Segni, tracce, soltanto apparentemente, dunque, senza senso ma che non costituiscono una mania dei nostri tempi sempre più nevrotici se già Alessandro Manzoni amava riempire fogli di carta con ghirigori simili a molle che indicavano la sua costante ricerca di perfezione e se Ludwig Van Beethoven non si stancava di fare scarabocchi inanellati che si chiudevano con una linea indicando così il suo temperamento da un lato focoso dall'altro razionale.
«Gli esempi celebri sono tanti», ricorda Evi Crotti. «Honoré de Balzac, per esempio, continuava a disegnare spirali alla fine dei suoi scritti, una sorta di sfogo della mente che esprime distensione, mentre Jean Cocteau incorniciava le sue parole con una figura femminile dai lunghissimi capelli apponendo una stellina sotto il suo nome, a significare uno spirito sensibile sempre in cerca di armonia e di un ideale difficile da trovare, così come Giacomo Puccini a volte scarabocchiava accanto agli spartiti dei teschi con le tibie incrociate che lascia trapelare un sottofondo di ansia esistenziale e il tentativo di esorcizzare la morte».
Per fortuna solitamente gli schizzi non sono così macabri anche se questa mania ha ormai contagiato tutti.
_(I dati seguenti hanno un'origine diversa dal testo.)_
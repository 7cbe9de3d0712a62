//! Prepare a development database: migrate, seed sample data and issue one
//! access token per seeded account.
#![cfg_attr(not(any(test, doctest)), deny(clippy::unwrap_used))]
#![cfg_attr(not(any(test, doctest)), deny(clippy::expect_used))]

use std::io::{self, Write};
use std::sync::Arc;

use bookshelf::domain::seed::{SeedReport, seed_dev_data};
use bookshelf::outbound::persistence::{
    DbPool, DieselAccessTokenRepository, DieselResourceRepository, PoolConfig,
    run_pending_migrations,
};
use clap::Parser;
use color_eyre::eyre::{Context, Result, eyre};
use mockable::DefaultClock;
use tokio::runtime::Builder;

/// `dev-setup` command arguments.
#[derive(Debug, Clone, Parser)]
#[command(
    name = "dev-setup",
    about = "Migrate the development database and seed sample bookshelf data",
    version
)]
struct CliArgs {
    /// Database connection URL. Falls back to `BOOKSHELF_DATABASE_URL`.
    #[arg(long = "database-url", value_name = "url")]
    database_url: Option<String>,
    /// Only run migrations.
    #[arg(long = "skip-seed")]
    skip_seed: bool,
}

fn resolve_database_url(cli_value: Option<String>) -> Result<String> {
    cli_value
        .or_else(|| std::env::var("BOOKSHELF_DATABASE_URL").ok())
        .filter(|url| !url.trim().is_empty())
        .ok_or_else(|| eyre!("pass --database-url or set BOOKSHELF_DATABASE_URL"))
}

fn write_report(out: &mut impl Write, report: &SeedReport) -> io::Result<()> {
    writeln!(
        out,
        "Seeded {} authors, {} books and {} comments.",
        report.authors, report.books, report.comments
    )?;
    for user in &report.users {
        writeln!(
            out,
            "{} <{}> ({}): {}",
            user.name,
            user.email,
            user.role,
            user.token.as_str()
        )?;
    }
    Ok(())
}

fn main() -> Result<()> {
    color_eyre::install()?;
    let runtime = Builder::new_current_thread()
        .enable_all()
        .build()
        .wrap_err("create Tokio runtime")?;
    runtime.block_on(async_main())
}

async fn async_main() -> Result<()> {
    let args = CliArgs::parse();
    let database_url = resolve_database_url(args.database_url)?;

    let applied = run_pending_migrations(&database_url)
        .await
        .wrap_err("run migrations")?;
    let mut out = io::stdout().lock();
    writeln!(out, "Applied {} migration(s).", applied.len())?;
    if args.skip_seed {
        return Ok(());
    }

    let pool = DbPool::new(PoolConfig::new(&database_url))
        .await
        .wrap_err("create database pool")?;
    let clock = Arc::new(DefaultClock);
    let resources = DieselResourceRepository::new(pool.clone(), clock.clone());
    let tokens = DieselAccessTokenRepository::new(pool, clock);
    let report = seed_dev_data(&resources, &tokens)
        .await
        .map_err(|err| eyre!("seed development data: {err}"))?;
    write_report(&mut out, &report)?;
    Ok(())
}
O quasi, perché, secondo i due autori de I disegni dell'inconscio scarabocchia meno chi fa lavori manuali soltanto perché non ha certo il tempo o la possibilità di stare seduto davanti ad un foglio bianco da riempire, attività in questi casi limitata ai momenti di relax, mentre sono certi che nella forma e nei significati i ghirigori da qualche tempo sono diventati unisex: «Ormai vi sono sempre più uomini che dimostrano un animo femminile disegnando fiorellini e donne che schizzano figure geometriche per significare la loro nuova mascolinità», spiega Evi Crotti. «In ogni caso pasticciare una pagina ha un effetto davvero positivo sulla nostra psiche perché è un modo di scaricare la tensione, di sfogare la rabbia e l'ansia quotidiana, per questo è consigliabile farlo anche in particolari momenti della giornata, per esempio di notte quando si soffre d'insonnia».
Scarabocchi che non sempre si disegnano, si dimenticano su un tavolo e poi si buttano ma che possono aiutare persino a trovare un lavoro (o a perderlo), perché spesso vengono anche interpretati per capire se la persona che si ha di fronte è indicata per un determinato posto. «Certo, non basta un ghirigoro per capire se un candidato va assunto oppure no», chiarisce la psicopedagogista che è anche consulente aziendale. «Però quello che disegna può dire molto sul suo carattere, sul suo modo di affrontare il lavoro e la vita.